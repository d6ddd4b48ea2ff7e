//! Server address resolution.
//!
//! Minecraft servers can advertise their real host and port through a
//! `_minecraft._tcp` SRV record. The lookup only happens when the caller
//! gave no explicit port, and every failure falls back silently to the
//! host itself on the default port.

use std::net::IpAddr;

use hickory_resolver::TokioAsyncResolver;
use tracing::debug;

/// The default Minecraft server port.
pub const DEFAULT_PORT: u16 = 25565;

/// Resolve the address to actually connect to.
///
/// With an explicit `port` the input is returned untouched. Otherwise the
/// `_minecraft._tcp.<host>` SRV record is consulted; any resolver error
/// or empty answer falls back to `(host, 25565)`.
pub async fn resolve_server_address(host: &str, port: Option<u16>) -> (String, u16) {
    if let Some(port) = port {
        return (host.to_string(), port);
    }

    // SRV records only make sense for hostnames
    if host.parse::<IpAddr>().is_err() {
        if let Some(resolved) = lookup_srv(host).await {
            return resolved;
        }
    }

    (host.to_string(), DEFAULT_PORT)
}

async fn lookup_srv(host: &str) -> Option<(String, u16)> {
    let resolver = TokioAsyncResolver::tokio_from_system_conf().ok()?;
    let lookup = resolver
        .srv_lookup(format!("_minecraft._tcp.{host}"))
        .await
        .ok()?;
    let record = lookup.iter().next()?;

    let target = record.target().to_utf8();
    let target = target.trim_end_matches('.').to_string();
    debug!(host, target = %target, port = record.port(), "SRV record found");
    Some((target, record.port()))
}
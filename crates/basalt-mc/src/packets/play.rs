//! Play protocol packets.
//!
//! Only keep-alive and disconnect matter to the connection state machine;
//! every other play packet is an opaque byte blob passed through to the
//! caller. Play packet IDs depend on the negotiated protocol version
//! ([`crate::ids::PacketIds`]), so these types take a resolved ID instead
//! of implementing [`crate::packets::Packet`].

use bytes::Bytes;

use crate::error::{ProtocolError, Result};
use crate::packet::{PacketReader, PacketWriter};

/// Keep-alive probe/echo.
///
/// The server sends a fresh random 8-byte payload on the clientbound ID;
/// the client echoes the identical bytes on the serverbound ID.
#[derive(Debug, Clone, Copy, PartialEq, Eq)]
pub struct KeepAlive {
    /// The 8-byte probe payload.
    pub payload: [u8; 8],
}

impl KeepAlive {
    /// Create a keep-alive with the given payload.
    #[must_use]
    pub const fn new(payload: [u8; 8]) -> Self {
        Self { payload }
    }

    /// Parse from a packet reader; the caller has already matched the ID.
    ///
    /// # Errors
    ///
    /// Returns an error if fewer than 8 payload bytes remain.
    pub fn decode(reader: &mut PacketReader) -> Result<Self> {
        let bytes = reader.read_bytes(8)?;
        let mut payload = [0u8; 8];
        payload.copy_from_slice(&bytes);
        Ok(Self { payload })
    }

    /// Encode with the version-resolved packet ID.
    #[must_use]
    pub fn encode(&self, id: i32) -> Bytes {
        PacketWriter::new(id).write_bytes(&self.payload).encode()
    }
}

/// Play-state disconnect (server -> client).
#[derive(Debug, Clone)]
pub struct PlayDisconnect {
    /// The disconnect reason (JSON chat component).
    pub reason: serde_json::Value,
}

impl PlayDisconnect {
    /// Create a new disconnect packet.
    #[must_use]
    pub const fn new(reason: serde_json::Value) -> Self {
        Self { reason }
    }

    /// Parse from a packet reader with the expected version-resolved ID.
    ///
    /// # Errors
    ///
    /// Returns an error if the ID does not match or the reason is not
    /// valid JSON.
    pub fn decode(reader: &mut PacketReader, id: i32) -> Result<Self> {
        if reader.id != id {
            return Err(ProtocolError::InvalidPacketId(reader.id));
        }
        Ok(Self {
            reason: reader.read_json()?,
        })
    }

    /// Encode with the version-resolved packet ID.
    #[must_use]
    pub fn encode(&self, id: i32) -> Bytes {
        PacketWriter::new(id).write_json(&self.reason).encode()
    }
}

#[cfg(test)]
mod tests {
    use super::*;
    use crate::ids::PacketIds;
    use serde_json::json;

    #[test]
    fn test_keep_alive_roundtrip() {
        let ids = PacketIds::for_protocol(404);
        let original = KeepAlive::new([1, 2, 3, 4, 5, 6, 7, 8]);
        let mut reader =
            PacketReader::new(original.encode(ids.keep_alive_clientbound)).unwrap();
        assert_eq!(reader.id, ids.keep_alive_clientbound);
        assert_eq!(KeepAlive::decode(&mut reader).unwrap(), original);
    }

    #[test]
    fn test_play_disconnect_roundtrip() {
        let ids = PacketIds::for_protocol(404);
        let original = PlayDisconnect::new(json!({"translate": "disconnect.timeout"}));
        let mut reader = PacketReader::new(original.encode(ids.disconnect)).unwrap();
        let parsed = PlayDisconnect::decode(&mut reader, ids.disconnect).unwrap();
        assert_eq!(parsed.reason, original.reason);
    }
}
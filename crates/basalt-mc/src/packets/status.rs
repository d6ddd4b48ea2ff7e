//! Status protocol packets.
//!
//! The status protocol is used by clients to query server information
//! without joining.

use bytes::Bytes;

use crate::error::{ProtocolError, Result};
use crate::packet::{PacketReader, PacketWriter};
use crate::packets::traits::{ConnectionState, Packet};

/// Status Request packet (client -> server).
///
/// This is an empty packet that requests server status.
#[derive(Debug, Clone, Default)]
pub struct StatusRequest;

impl Packet for StatusRequest {
    const ID: i32 = 0x00;
    const STATE: ConnectionState = ConnectionState::Status;
}

impl StatusRequest {
    /// Parse a status request from a packet reader.
    ///
    /// # Errors
    ///
    /// Returns an error if the packet ID is invalid.
    pub const fn decode(reader: &PacketReader) -> Result<Self> {
        if reader.id != Self::ID {
            return Err(ProtocolError::InvalidPacketId(reader.id));
        }
        Ok(Self)
    }

    /// Encode to packet bytes.
    #[must_use]
    pub fn encode(&self) -> Bytes {
        PacketWriter::new(Self::ID).encode()
    }
}

/// Status Response packet (server -> client).
///
/// Contains a JSON object with server information.
#[derive(Debug, Clone)]
pub struct StatusResponse {
    /// Server status (version, players, description).
    pub status: serde_json::Value,
}

impl Packet for StatusResponse {
    const ID: i32 = 0x00;
    const STATE: ConnectionState = ConnectionState::Status;
}

impl StatusResponse {
    /// Create a new status response.
    #[must_use]
    pub const fn new(status: serde_json::Value) -> Self {
        Self { status }
    }

    /// Parse a status response from a packet reader.
    ///
    /// # Errors
    ///
    /// Returns an error if the packet is malformed or the body is not
    /// valid JSON.
    pub fn decode(reader: &mut PacketReader) -> Result<Self> {
        if reader.id != Self::ID {
            return Err(ProtocolError::InvalidPacketId(reader.id));
        }
        Ok(Self {
            status: reader.read_json()?,
        })
    }

    /// Encode to packet bytes.
    #[must_use]
    pub fn encode(&self) -> Bytes {
        PacketWriter::new(Self::ID).write_json(&self.status).encode()
    }
}

/// Ping packet (client -> server).
///
/// Client sends an arbitrary payload, server echoes it back.
#[derive(Debug, Clone)]
pub struct Ping {
    /// Arbitrary payload (usually a timestamp).
    pub payload: u64,
}

impl Packet for Ping {
    const ID: i32 = 0x01;
    const STATE: ConnectionState = ConnectionState::Status;
}

impl Ping {
    /// Create a new ping with the given payload.
    #[must_use]
    pub const fn new(payload: u64) -> Self {
        Self { payload }
    }

    /// Parse a ping from a packet reader.
    ///
    /// # Errors
    ///
    /// Returns an error if the packet is malformed.
    pub fn decode(reader: &mut PacketReader) -> Result<Self> {
        if reader.id != Self::ID {
            return Err(ProtocolError::InvalidPacketId(reader.id));
        }
        Ok(Self {
            payload: reader.read_u64()?,
        })
    }

    /// Encode to packet bytes.
    #[must_use]
    pub fn encode(&self) -> Bytes {
        PacketWriter::new(Self::ID).write_u64(self.payload).encode()
    }
}

/// Pong packet (server -> client).
///
/// Server echoes back the ping payload.
#[derive(Debug, Clone)]
pub struct Pong {
    /// The payload from the ping packet.
    pub payload: u64,
}

impl Packet for Pong {
    const ID: i32 = 0x01;
    const STATE: ConnectionState = ConnectionState::Status;
}

impl Pong {
    /// Create a new pong with the given payload.
    #[must_use]
    pub const fn new(payload: u64) -> Self {
        Self { payload }
    }

    /// Parse a pong from a packet reader.
    ///
    /// # Errors
    ///
    /// Returns an error if the packet is malformed.
    pub fn decode(reader: &mut PacketReader) -> Result<Self> {
        if reader.id != Self::ID {
            return Err(ProtocolError::InvalidPacketId(reader.id));
        }
        Ok(Self {
            payload: reader.read_u64()?,
        })
    }

    /// Encode to packet bytes.
    #[must_use]
    pub fn encode(&self) -> Bytes {
        PacketWriter::new(Self::ID).write_u64(self.payload).encode()
    }
}
//! Mojang session server client.
//!
//! During the encryption handshake both sides talk to the session
//! authority: the client registers its session hash with `join`, the
//! server confirms it with `hasJoined`. The connection reaches the
//! authority through the [`SessionService`] trait so tests can substitute
//! a canned implementation.

use std::future::Future;
use std::pin::Pin;

use serde::Serialize;
use tracing::debug;

use crate::error::{ConnectionError, Result};

/// Boxed future for object-safe async trait methods.
pub type BoxFuture<'a, T> = Pin<Box<dyn Future<Output = T> + Send + 'a>>;

/// The session authority consulted during the encryption handshake.
pub trait SessionService: Send + Sync {
    /// Register a session: the client proves ownership of `access_token`
    /// and binds `profile` to the session hash.
    ///
    /// # Errors
    ///
    /// Returns [`ConnectionError::SessionNotJoinable`] when the authority
    /// rejects the session, or a transport error.
    fn join_session<'a>(
        &'a self,
        access_token: &'a str,
        profile: &'a str,
        server_hash: &'a str,
    ) -> BoxFuture<'a, Result<()>>;

    /// Check whether `username` registered a session with this hash.
    ///
    /// # Errors
    ///
    /// Returns a transport error if the authority is unreachable.
    fn has_joined<'a>(
        &'a self,
        username: &'a str,
        server_hash: &'a str,
    ) -> BoxFuture<'a, Result<bool>>;
}

/// Base URL of Mojang's session server.
const SESSION_SERVER: &str = "https://sessionserver.mojang.com/session/minecraft";

#[derive(Serialize)]
#[serde(rename_all = "camelCase")]
struct JoinRequest<'a> {
    access_token: &'a str,
    selected_profile: &'a str,
    server_id: &'a str,
}

/// [`SessionService`] backed by Mojang's session server.
pub struct MojangSessionService {
    client: reqwest::Client,
    base_url: String,
}

impl Default for MojangSessionService {
    fn default() -> Self {
        Self::new(SESSION_SERVER)
    }
}

impl MojangSessionService {
    /// Create a service against a custom base URL.
    #[must_use]
    pub fn new(base_url: impl Into<String>) -> Self {
        Self {
            client: reqwest::Client::new(),
            base_url: base_url.into(),
        }
    }
}

impl SessionService for MojangSessionService {
    fn join_session<'a>(
        &'a self,
        access_token: &'a str,
        profile: &'a str,
        server_hash: &'a str,
    ) -> BoxFuture<'a, Result<()>> {
        Box::pin(async move {
            let response = self
                .client
                .post(format!("{}/join", self.base_url))
                .json(&JoinRequest {
                    access_token,
                    selected_profile: profile,
                    server_id: server_hash,
                })
                .send()
                .await?;

            debug!(status = %response.status(), "session join");
            if response.status().is_success() {
                Ok(())
            } else {
                Err(ConnectionError::SessionNotJoinable)
            }
        })
    }

    fn has_joined<'a>(
        &'a self,
        username: &'a str,
        server_hash: &'a str,
    ) -> BoxFuture<'a, Result<bool>> {
        Box::pin(async move {
            let response = self
                .client
                .get(format!("{}/hasJoined", self.base_url))
                .query(&[("username", username), ("serverId", server_hash)])
                .send()
                .await?;

            debug!(status = %response.status(), username, "session lookup");
            // 200 carries the profile; 204 means no session was registered.
            Ok(response.status() == reqwest::StatusCode::OK)
        })
    }
}
#[tokio::test]
async fn test_verify_token_mismatch_aborts_without_cipher() {
    let (mut raw_client, server_stream) = tcp_pair().await;
    let server = Connection::with_session_service(
        server_stream,
        server_config(),
        Arc::new(StaticSessionService { joined: true }),
    );

    write_raw_frame(&mut raw_client, &handshake(NextState::Login)).await;

    let keys = Arc::new(ServerKeys::generate().unwrap());
    let handshake_task = tokio::spawn({
        let server = server.clone();
        let keys = keys.clone();
        async move { server.encrypt(keys, "Notch").await }
    });

    let mut buf = BytesMut::new();
    let frame = read_raw_frame(&mut raw_client, &mut buf).await;
    let request = EncryptionRequest::decode(&mut PacketReader::new(frame).unwrap()).unwrap();

    let public_key = crypto::public_key_from_der(&request.public_key).unwrap();
    let secret = [7u8; 16];
    let mut wrong_token = request.verify_token.to_vec();
    wrong_token[0] ^= 0xff;

    let response = EncryptionResponse {
        shared_secret: crypto::rsa_encrypt(&public_key, &secret).unwrap().into(),
        verify_token: crypto::rsa_encrypt(&public_key, &wrong_token).unwrap().into(),
    };
    write_raw_frame(&mut raw_client, &response.encode()).await;

    let result = handshake_task.await.unwrap();
    assert!(matches!(result, Err(ConnectionError::VerifyTokenMismatch)));

    // No cipher was activated and no reason was given, so the stream
    // just ends without a disconnect packet.
    let mut tail = Vec::new();
    raw_client.read_to_end(&mut tail).await.unwrap();
    assert!(buf.is_empty());
    assert!(tail.is_empty());
}

#[tokio::test]
async fn test_disconnect_without_reason_closes_silently() {
    let (mut raw_client, server_stream) = tcp_pair().await;
    let server = Connection::with_session_service(
        server_stream,
        server_config(),
        Arc::new(StaticSessionService { joined: true }),
    );

    server.disconnect(None).await.unwrap();

    // Nothing goes on the wire; the peer sees a bare EOF.
    let mut tail = Vec::new();
    raw_client.read_to_end(&mut tail).await.unwrap();
    assert!(tail.is_empty());
}

#[tokio::test]
async fn test_unverified_session_disconnects() {
    let service = Arc::new(StaticSessionService { joined: false });
    let (client_stream, server_stream) = tcp_pair().await;
    let mut client_cfg = client_config();
    client_cfg.access_token = Some("token".to_string());
    client_cfg.profile = Some("profile".to_string());
    let client = Connection::with_session_service(client_stream, client_cfg, service.clone());
    let server = Connection::with_session_service(server_stream, server_config(), service);

    let reason = Arc::new(Mutex::new(None));
    let sink = reason.clone();
    client.on_disconnect(move |value| {
        *sink.lock().unwrap() = Some(value.clone());
    });

    client.send(handshake(NextState::Login)).await.unwrap();

    let keys = Arc::new(ServerKeys::generate().unwrap());
    let result = server.encrypt(keys, "Notch").await;
    assert!(matches!(result, Err(ConnectionError::SessionNotJoinable)));

    wait_until(|| reason.lock().unwrap().is_some()).await;
    let reason = reason.lock().unwrap().clone().unwrap();
    assert_eq!(reason["translate"], "multiplayer.disconnect.unverified_username");
}

#[tokio::test]
async fn test_keep_alive_echo_records_latency() {
    let client_cfg = ConnectionConfig::default();
    let server_cfg = ConnectionConfig {
        is_server: true,
        kick_timeout: Duration::from_millis(500),
        ..ConnectionConfig::default()
    };
    let (client, server) = pair(client_cfg, server_cfg).await;

    client.send(handshake(NextState::Login)).await.unwrap();
    wait_until(|| server.state() == ConnectionState::Login).await;

    server
        .send(LoginSuccess::new("069a79f4-44e9-4726-a5be-fca90e38aaf5", "Notch").encode())
        .await
        .unwrap();
    wait_until(|| client.state() == ConnectionState::Play).await;

    wait_until(|| server.latency().is_some()).await;
    assert!(server.latency().unwrap() < Duration::from_millis(500));
}
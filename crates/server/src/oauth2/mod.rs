//! OAuth2 / OpenID Connect provider core.
//!
//! ## Supported Flows
//!
//! - Authorization Code with PKCE (required for public clients)
//! - Refresh Token with rotation
//! - Client Credentials (confidential clients only)
//!
//! ## Endpoints
//!
//! - `POST /oauth2/token` - Token endpoint
//! - `POST /oauth2/introspect` - Token introspection
//! - `POST /oauth2/revoke` - Token revocation
//! - `GET|POST /oauth2/userinfo` - OpenID Connect UserInfo
//! - `GET /oauth2/jwks` - ID token verification keys
//! - `GET /.well-known/openid-configuration` - OpenID Connect Discovery

pub mod codes;
pub mod endpoints;
pub mod grants;
pub mod id_token;
pub mod introspection;
pub mod password;
pub mod pkce;
pub mod registry;
pub mod scope;
pub mod state;
pub mod tokens;

pub use codes::{AuthorizationCodeLedger, NewAuthorizationCode};
pub use endpoints::router;
pub use grants::{GrantType, TokenRequest, TokenResponse};
pub use id_token::{Jwk, Jwks, KeySet};
pub use registry::{ClientCredentials, ClientRegistry};
pub use scope::ScopeSet;
pub use state::OAuth2State;
pub use tokens::{NewToken, TokenLedger};

/// OpenAPI tag for OAuth2 endpoints
pub const OAUTH2_TAG: &str = "OAuth2";
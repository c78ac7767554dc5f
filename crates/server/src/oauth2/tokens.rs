//! Access/refresh token ledger.
//!
//! Tokens are created by successful grants, rotated in place on refresh and
//! revoked idempotently. Every mutation is a single conditional statement.

use crate::entity::oauth2_token;
use crate::error::TokenLedgerError;
use crate::oauth2::password::generate_token;
use crate::oauth2::scope::ScopeSet;
use sea_orm::sea_query::Expr;
use sea_orm::{
    ActiveModelTrait, ActiveValue::Set, ColumnTrait, DatabaseConnection, DbErr, EntityTrait,
    QueryFilter,
};
use std::sync::Arc;
use time::{Duration, OffsetDateTime};

/// Parameters for a new token row.
#[derive(Debug, Clone)]
pub struct NewToken<'a> {
    pub client_id: &'a str,
    pub user_id: &'a str,
    pub scopes: &'a ScopeSet,
    pub auth_time: Option<OffsetDateTime>,
    /// Only grants that continue a user session get a refresh token.
    pub with_refresh: bool,
}

#[derive(Clone)]
pub struct TokenLedger {
    db: Arc<DatabaseConnection>,
    access_ttl: Duration,
    refresh_ttl: Duration,
}

impl TokenLedger {
    pub fn new(
        db: Arc<DatabaseConnection>,
        access_token_lifetime: i64,
        refresh_token_lifetime: i64,
    ) -> Self {
        Self {
            db,
            access_ttl: Duration::seconds(access_token_lifetime),
            refresh_ttl: Duration::seconds(refresh_token_lifetime),
        }
    }

    pub fn access_token_lifetime(&self) -> i64 {
        self.access_ttl.whole_seconds()
    }

    #[tracing::instrument(skip(self, new), fields(client_id = new.client_id, with_refresh = new.with_refresh))]
    pub async fn issue(&self, new: NewToken<'_>) -> Result<oauth2_token::Model, DbErr> {
        let now = OffsetDateTime::now_utc();
        let (refresh_token, refresh_expires) = if new.with_refresh {
            (Some(generate_token()), Some(now + self.refresh_ttl))
        } else {
            (None, None)
        };

        let token = oauth2_token::ActiveModel {
            id: Set(uuid::Uuid::new_v4().to_string()),
            access_token: Set(generate_token()),
            refresh_token: Set(refresh_token),
            token_type: Set("Bearer".to_string()),
            client_id: Set(new.client_id.to_string()),
            user_id: Set(new.user_id.to_string()),
            scope: Set(new.scopes.to_string()),
            access_token_expires_at: Set(now + self.access_ttl),
            refresh_token_expires_at: Set(refresh_expires),
            auth_time: Set(new.auth_time),
            created_at: Set(now),
            issued_at: Set(now),
            revoked_at: Set(None),
        };

        token.insert(self.db.as_ref()).await
    }

    /// Rotate both credentials of `existing` in place.
    ///
    /// The access expiry and issue time reset; the refresh expiry is preserved. The update is
    /// conditioned on the presented refresh token still being current and the
    /// row not revoked, so a refresh token can be spent at most once.
    #[tracing::instrument(skip_all, fields(token_id = %existing.id))]
    pub async fn rotate(
        &self,
        existing: &oauth2_token::Model,
        scopes: &ScopeSet,
    ) -> Result<oauth2_token::Model, TokenLedgerError> {
        let Some(current_refresh) = existing.refresh_token.as_deref() else {
            return Err(TokenLedgerError::NotFound);
        };

        let now = OffsetDateTime::now_utc();
        let new_access = generate_token();
        let new_refresh = generate_token();

        let result = oauth2_token::Entity::update_many()
            .col_expr(oauth2_token::Column::AccessToken, Expr::value(new_access.clone()))
            .col_expr(
                oauth2_token::Column::RefreshToken,
                Expr::value(Some(new_refresh)),
            )
            .col_expr(
                oauth2_token::Column::AccessTokenExpiresAt,
                Expr::value(now + self.access_ttl),
            )
            .col_expr(oauth2_token::Column::IssuedAt, Expr::value(now))
            .col_expr(oauth2_token::Column::Scope, Expr::value(scopes.to_string()))
            .filter(oauth2_token::Column::Id.eq(existing.id.as_str()))
            .filter(oauth2_token::Column::RefreshToken.eq(current_refresh))
            .filter(oauth2_token::Column::RevokedAt.is_null())
            .exec(self.db.as_ref())
            .await?;

        if result.rows_affected == 0 {
            tracing::warn!("Refresh token was rotated or revoked concurrently");
            return Err(TokenLedgerError::NotFound);
        }

        self.lookup_by_access_token(&new_access)
            .await?
            .ok_or(TokenLedgerError::NotFound)
    }

    /// Revoke the token whose access or refresh value equals `token`.
    ///
    /// Idempotent: unknown and already-revoked tokens are a no-op. When
    /// `client_id` is given only tokens issued to that client are touched.
    /// Returns the number of rows revoked.
    #[tracing::instrument(skip(self, token))]
    pub async fn revoke(&self, token: &str, client_id: Option<&str>) -> Result<u64, DbErr> {
        let mut update = oauth2_token::Entity::update_many()
            .col_expr(
                oauth2_token::Column::RevokedAt,
                Expr::value(Some(OffsetDateTime::now_utc())),
            )
            .filter(
                oauth2_token::Column::AccessToken
                    .eq(token)
                    .or(oauth2_token::Column::RefreshToken.eq(token)),
            )
            .filter(oauth2_token::Column::RevokedAt.is_null());
        if let Some(client_id) = client_id {
            update = update.filter(oauth2_token::Column::ClientId.eq(client_id));
        }

        let result = update.exec(self.db.as_ref()).await?;
        if result.rows_affected > 0 {
            tracing::info!("Token revoked");
        }
        Ok(result.rows_affected)
    }

    pub async fn lookup_by_access_token(
        &self,
        token: &str,
    ) -> Result<Option<oauth2_token::Model>, DbErr> {
        oauth2_token::Entity::find()
            .filter(oauth2_token::Column::AccessToken.eq(token))
            .one(self.db.as_ref())
            .await
    }

    pub async fn lookup_by_refresh_token(
        &self,
        token: &str,
    ) -> Result<Option<oauth2_token::Model>, DbErr> {
        oauth2_token::Entity::find()
            .filter(oauth2_token::Column::RefreshToken.eq(token))
            .one(self.db.as_ref())
            .await
    }
}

■ ■ ■ ■

* [What needs to be done]
Begin at the first line of the material and transcribe each line exactly. End with the line containing "the clientbound ID;", and give nothing else.

* [Written answer]
repository d6ddd4b48ea2ff7e
//! Server address resolution.
//!
//! Minecraft servers can advertise their real host and port through a
//! `_minecraft._tcp` SRV record. The lookup only happens when the caller
//! gave no explicit port, and every failure falls back silently to the
//! host itself on the default port.

use std::net::IpAddr;

use hickory_resolver::TokioAsyncResolver;
use tracing::debug;

/// The default Minecraft server port.
pub const DEFAULT_PORT: u16 = 25565;

/// Resolve the address to actually connect to.
///
/// With an explicit `port` the input is returned untouched. Otherwise the
/// `_minecraft._tcp.<host>` SRV record is consulted; any resolver error
/// or empty answer falls back to `(host, 25565)`.
pub async fn resolve_server_address(host: &str, port: Option<u16>) -> (String, u16) {
    if let Some(port) = port {
        return (host.to_string(), port);
    }

    // SRV records only make sense for hostnames
    if host.parse::<IpAddr>().is_err() {
        if let Some(resolved) = lookup_srv(host).await {
            return resolved;
        }
    }

    (host.to_string(), DEFAULT_PORT)
}

async fn lookup_srv(host: &str) -> Option<(String, u16)> {
    let resolver = TokioAsyncResolver::tokio_from_system_conf().ok()?;
    let lookup = resolver
        .srv_lookup(format!("_minecraft._tcp.{host}"))
        .await
        .ok()?;
    let record = lookup.iter().next()?;

    let target = record.target().to_utf8();
    let target = target.trim_end_matches('.').to_string();
    debug!(host, target = %target, port = record.port(), "SRV record found");
    Some((target, record.port()))
}
filename crates/basalt-mc/src/packets/play.rs
//! Play protocol packets.
//!
//! Only keep-alive and disconnect matter to the connection state machine;
//! every other play packet is an opaque byte blob passed through to the
//! caller. Play packet IDs depend on the negotiated protocol version
//! ([`crate::ids::PacketIds`]), so these types take a resolved ID instead
//! of implementing [`crate::packets::Packet`].

use bytes::Bytes;

use crate::error::{ProtocolError, Result};
use crate::packet::{PacketReader, PacketWriter};

/// Keep-alive probe/echo.
///
/// The server sends a fresh random 8-byte payload on the clientbound ID;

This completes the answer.